┌─ RECORDS SHOWN
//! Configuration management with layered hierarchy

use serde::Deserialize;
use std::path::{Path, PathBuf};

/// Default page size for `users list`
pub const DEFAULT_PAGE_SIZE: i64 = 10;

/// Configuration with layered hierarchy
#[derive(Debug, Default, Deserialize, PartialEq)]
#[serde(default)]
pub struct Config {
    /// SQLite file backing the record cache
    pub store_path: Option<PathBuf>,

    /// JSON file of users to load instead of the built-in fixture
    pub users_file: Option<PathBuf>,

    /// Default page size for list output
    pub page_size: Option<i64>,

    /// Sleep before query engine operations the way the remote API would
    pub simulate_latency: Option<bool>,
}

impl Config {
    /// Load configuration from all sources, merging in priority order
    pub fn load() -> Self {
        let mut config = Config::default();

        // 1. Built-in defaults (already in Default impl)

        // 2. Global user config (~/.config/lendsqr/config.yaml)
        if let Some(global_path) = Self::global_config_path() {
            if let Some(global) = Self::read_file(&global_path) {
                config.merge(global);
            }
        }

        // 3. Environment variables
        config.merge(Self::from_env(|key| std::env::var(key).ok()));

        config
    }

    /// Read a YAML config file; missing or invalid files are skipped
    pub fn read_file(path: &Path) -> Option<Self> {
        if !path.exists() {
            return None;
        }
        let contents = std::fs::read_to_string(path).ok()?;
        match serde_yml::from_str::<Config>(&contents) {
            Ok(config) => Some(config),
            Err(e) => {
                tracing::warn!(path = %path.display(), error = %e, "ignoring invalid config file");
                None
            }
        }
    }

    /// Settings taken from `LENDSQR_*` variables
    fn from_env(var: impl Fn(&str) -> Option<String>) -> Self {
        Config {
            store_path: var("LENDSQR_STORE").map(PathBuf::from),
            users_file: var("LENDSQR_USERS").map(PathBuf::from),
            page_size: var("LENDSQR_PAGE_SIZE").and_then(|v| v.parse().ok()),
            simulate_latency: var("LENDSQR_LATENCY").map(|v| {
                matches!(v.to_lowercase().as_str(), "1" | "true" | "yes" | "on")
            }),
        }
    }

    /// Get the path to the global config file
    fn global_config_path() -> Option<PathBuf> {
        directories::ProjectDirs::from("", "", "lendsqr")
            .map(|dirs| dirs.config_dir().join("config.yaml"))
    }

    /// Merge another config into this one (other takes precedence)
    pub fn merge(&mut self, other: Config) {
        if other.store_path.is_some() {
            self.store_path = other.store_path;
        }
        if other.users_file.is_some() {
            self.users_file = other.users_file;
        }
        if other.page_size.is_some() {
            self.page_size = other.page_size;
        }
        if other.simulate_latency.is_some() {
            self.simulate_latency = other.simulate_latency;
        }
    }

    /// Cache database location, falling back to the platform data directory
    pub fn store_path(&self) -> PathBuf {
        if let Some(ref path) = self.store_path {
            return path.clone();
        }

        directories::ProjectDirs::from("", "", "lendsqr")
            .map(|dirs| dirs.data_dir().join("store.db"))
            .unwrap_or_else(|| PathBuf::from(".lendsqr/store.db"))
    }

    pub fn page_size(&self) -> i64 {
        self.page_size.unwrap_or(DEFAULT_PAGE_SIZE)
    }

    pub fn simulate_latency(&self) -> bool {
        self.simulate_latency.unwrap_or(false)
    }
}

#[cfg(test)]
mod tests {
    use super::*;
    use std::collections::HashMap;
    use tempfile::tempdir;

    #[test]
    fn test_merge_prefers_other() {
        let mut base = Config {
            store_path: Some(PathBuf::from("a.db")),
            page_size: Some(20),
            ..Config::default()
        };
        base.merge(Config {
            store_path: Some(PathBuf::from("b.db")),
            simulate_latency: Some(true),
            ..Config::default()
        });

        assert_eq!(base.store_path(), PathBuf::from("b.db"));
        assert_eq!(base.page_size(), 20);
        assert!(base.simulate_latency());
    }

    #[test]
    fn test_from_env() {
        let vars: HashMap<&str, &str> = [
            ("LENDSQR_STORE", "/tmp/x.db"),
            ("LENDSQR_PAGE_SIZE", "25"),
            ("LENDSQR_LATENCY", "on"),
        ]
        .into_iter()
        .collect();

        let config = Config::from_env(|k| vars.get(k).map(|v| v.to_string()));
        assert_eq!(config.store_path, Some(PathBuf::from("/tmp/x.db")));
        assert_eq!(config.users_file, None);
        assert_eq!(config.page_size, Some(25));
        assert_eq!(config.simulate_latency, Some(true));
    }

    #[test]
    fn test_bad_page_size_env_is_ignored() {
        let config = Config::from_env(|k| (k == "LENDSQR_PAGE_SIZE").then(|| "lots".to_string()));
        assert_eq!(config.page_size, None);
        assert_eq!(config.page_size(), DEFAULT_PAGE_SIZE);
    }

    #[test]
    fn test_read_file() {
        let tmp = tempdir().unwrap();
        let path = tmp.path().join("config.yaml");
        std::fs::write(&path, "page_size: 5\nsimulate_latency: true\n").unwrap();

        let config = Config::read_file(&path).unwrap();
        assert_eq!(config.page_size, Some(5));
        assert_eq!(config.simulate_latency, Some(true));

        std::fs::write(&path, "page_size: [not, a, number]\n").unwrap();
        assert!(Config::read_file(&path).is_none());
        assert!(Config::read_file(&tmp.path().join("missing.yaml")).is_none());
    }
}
└─
Could you please print the entire listing exactly?

//! Configuration management with layered hierarchy

use serde::Deserialize;
use std::path::{Path, PathBuf};

/// Default page size for `users list`
pub const DEFAULT_PAGE_SIZE: i64 = 10;

/// Configuration with layered hierarchy
#[derive(Debug, Default, Deserialize, PartialEq)]
#[serde(default)]
pub struct Config {
    /// SQLite file backing the record cache
    pub store_path: Option<PathBuf>,

    /// JSON file of users to load instead of the built-in fixture
    pub users_file: Option<PathBuf>,

    /// Default page size for list output
    pub page_size: Option<i64>,

    /// Sleep before query engine operations the way the remote API would
    pub simulate_latency: Option<bool>,
}

impl Config {
    /// Load configuration from all sources, merging in priority order
    pub fn load() -> Self {
        let mut config = Config::default();

        // 1. Built-in defaults (already in Default impl)

        // 2. Global user config (~/.config/lendsqr/config.yaml)
        if let Some(global_path) = Self::global_config_path() {
            if let Some(global) = Self::read_file(&global_path) {
                config.merge(global);
            }
        }

        // 3. Environment variables
        config.merge(Self::from_env(|key| std::env::var(key).ok()));

        config
    }

    /// Read a YAML config file; missing or invalid files are skipped
    pub fn read_file(path: &Path) -> Option<Self> {
        if !path.exists() {
            return None;
        }
        let contents = std::fs::read_to_string(path).ok()?;
        match serde_yml::from_str::<Config>(&contents) {
            Ok(config) => Some(config),
            Err(e) => {
                tracing::warn!(path = %path.display(), error = %e, "ignoring invalid config file");
                None
            }
        }
    }

    /// Settings taken from `LENDSQR_*` variables
    fn from_env(var: impl Fn(&str) -> Option<String>) -> Self {
        Config {
            store_path: var("LENDSQR_STORE").map(PathBuf::from),
            users_file: var("LENDSQR_USERS").map(PathBuf::from),
            page_size: var("LENDSQR_PAGE_SIZE").and_then(|v| v.parse().ok()),
            simulate_latency: var("LENDSQR_LATENCY").map(|v| {
                matches!(v.to_lowercase().as_str(), "1" | "true" | "yes" | "on")
            }),
        }
    }

    /// Get the path to the global config file
    fn global_config_path() -> Option<PathBuf> {
        directories::ProjectDirs::from("", "", "lendsqr")
            .map(|dirs| dirs.config_dir().join("config.yaml"))
    }

    /// Merge another config into this one (other takes precedence)
    pub fn merge(&mut self, other: Config) {
        if other.store_path.is_some() {
            self.store_path = other.store_path;
        }
        if other.users_file.is_some() {
            self.users_file = other.users_file;
        }
        if other.page_size.is_some() {
            self.page_size = other.page_size;
        }
        if other.simulate_latency.is_some() {
            self.simulate_latency = other.simulate_latency;
        }
    }

    /// Cache database location, falling back to the platform data directory
    pub fn store_path(&self) -> PathBuf {
        if let Some(ref path) = self.store_path {
            return path.clone();
        }

        directories::ProjectDirs::from("", "", "lendsqr")
            .map(|dirs| dirs.data_dir().join("store.db"))
            .unwrap_or_else(|| PathBuf::from(".lendsqr/store.db"))
    }

    pub fn page_size(&self) -> i64 {
        self.page_size.unwrap_or(DEFAULT_PAGE_SIZE)
    }

    pub fn simulate_latency(&self) -> bool {
        self.simulate_latency.unwrap_or(false)
    }
}

#[cfg(test)]
mod tests {
    use super::*;
    use std::collections::HashMap;
    use tempfile::tempdir;

    #[test]
    fn test_merge_prefers_other() {
        let mut base = Config {
            store_path: Some(PathBuf::from("a.db")),
            page_size: Some(20),
            ..Config::default()
        };
        base.merge(Config {
            store_path: Some(PathBuf::from("b.db")),
            simulate_latency: Some(true),
            ..Config::default()
        });

        assert_eq!(base.store_path(), PathBuf::from("b.db"));
        assert_eq!(base.page_size(), 20);
        assert!(base.simulate_latency());
    }

    #[test]
    fn test_from_env() {
        let vars: HashMap<&str, &str> = [
            ("LENDSQR_STORE", "/tmp/x.db"),
            ("LENDSQR_PAGE_SIZE", "25"),
            ("LENDSQR_LATENCY", "on"),
        ]
        .into_iter()
        .collect();

        let config = Config::from_env(|k| vars.get(k).map(|v| v.to_string()));
        assert_eq!(config.store_path, Some(PathBuf::from("/tmp/x.db")));
        assert_eq!(config.users_file, None);
        assert_eq!(config.page_size, Some(25));
        assert_eq!(config.simulate_latency, Some(true));
    }

    #[test]
    fn test_bad_page_size_env_is_ignored() {
        let config = Config::from_env(|k| (k == "LENDSQR_PAGE_SIZE").then(|| "lots".to_string()));
        assert_eq!(config.page_size, None);
        assert_eq!(config.page_size(), DEFAULT_PAGE_SIZE);
    }

    #[test]
    fn test_read_file() {
        let tmp = tempdir().unwrap();
        let path = tmp.path().join("config.yaml");
        std::fs::write(&path, "page_size: 5\nsimulate_latency: true\n").unwrap();

        let config = Config::read_file(&path).unwrap();
        assert_eq!(config.page_size, Some(5));
        assert_eq!(config.simulate_latency, Some(true));

        std::fs::write(&path, "page_size: [not, a, number]\n").unwrap();
        assert!(Config::read_file(&path).is_none());
        assert!(Config::read_file(&tmp.path().join("missing.yaml")).is_none());
    }
}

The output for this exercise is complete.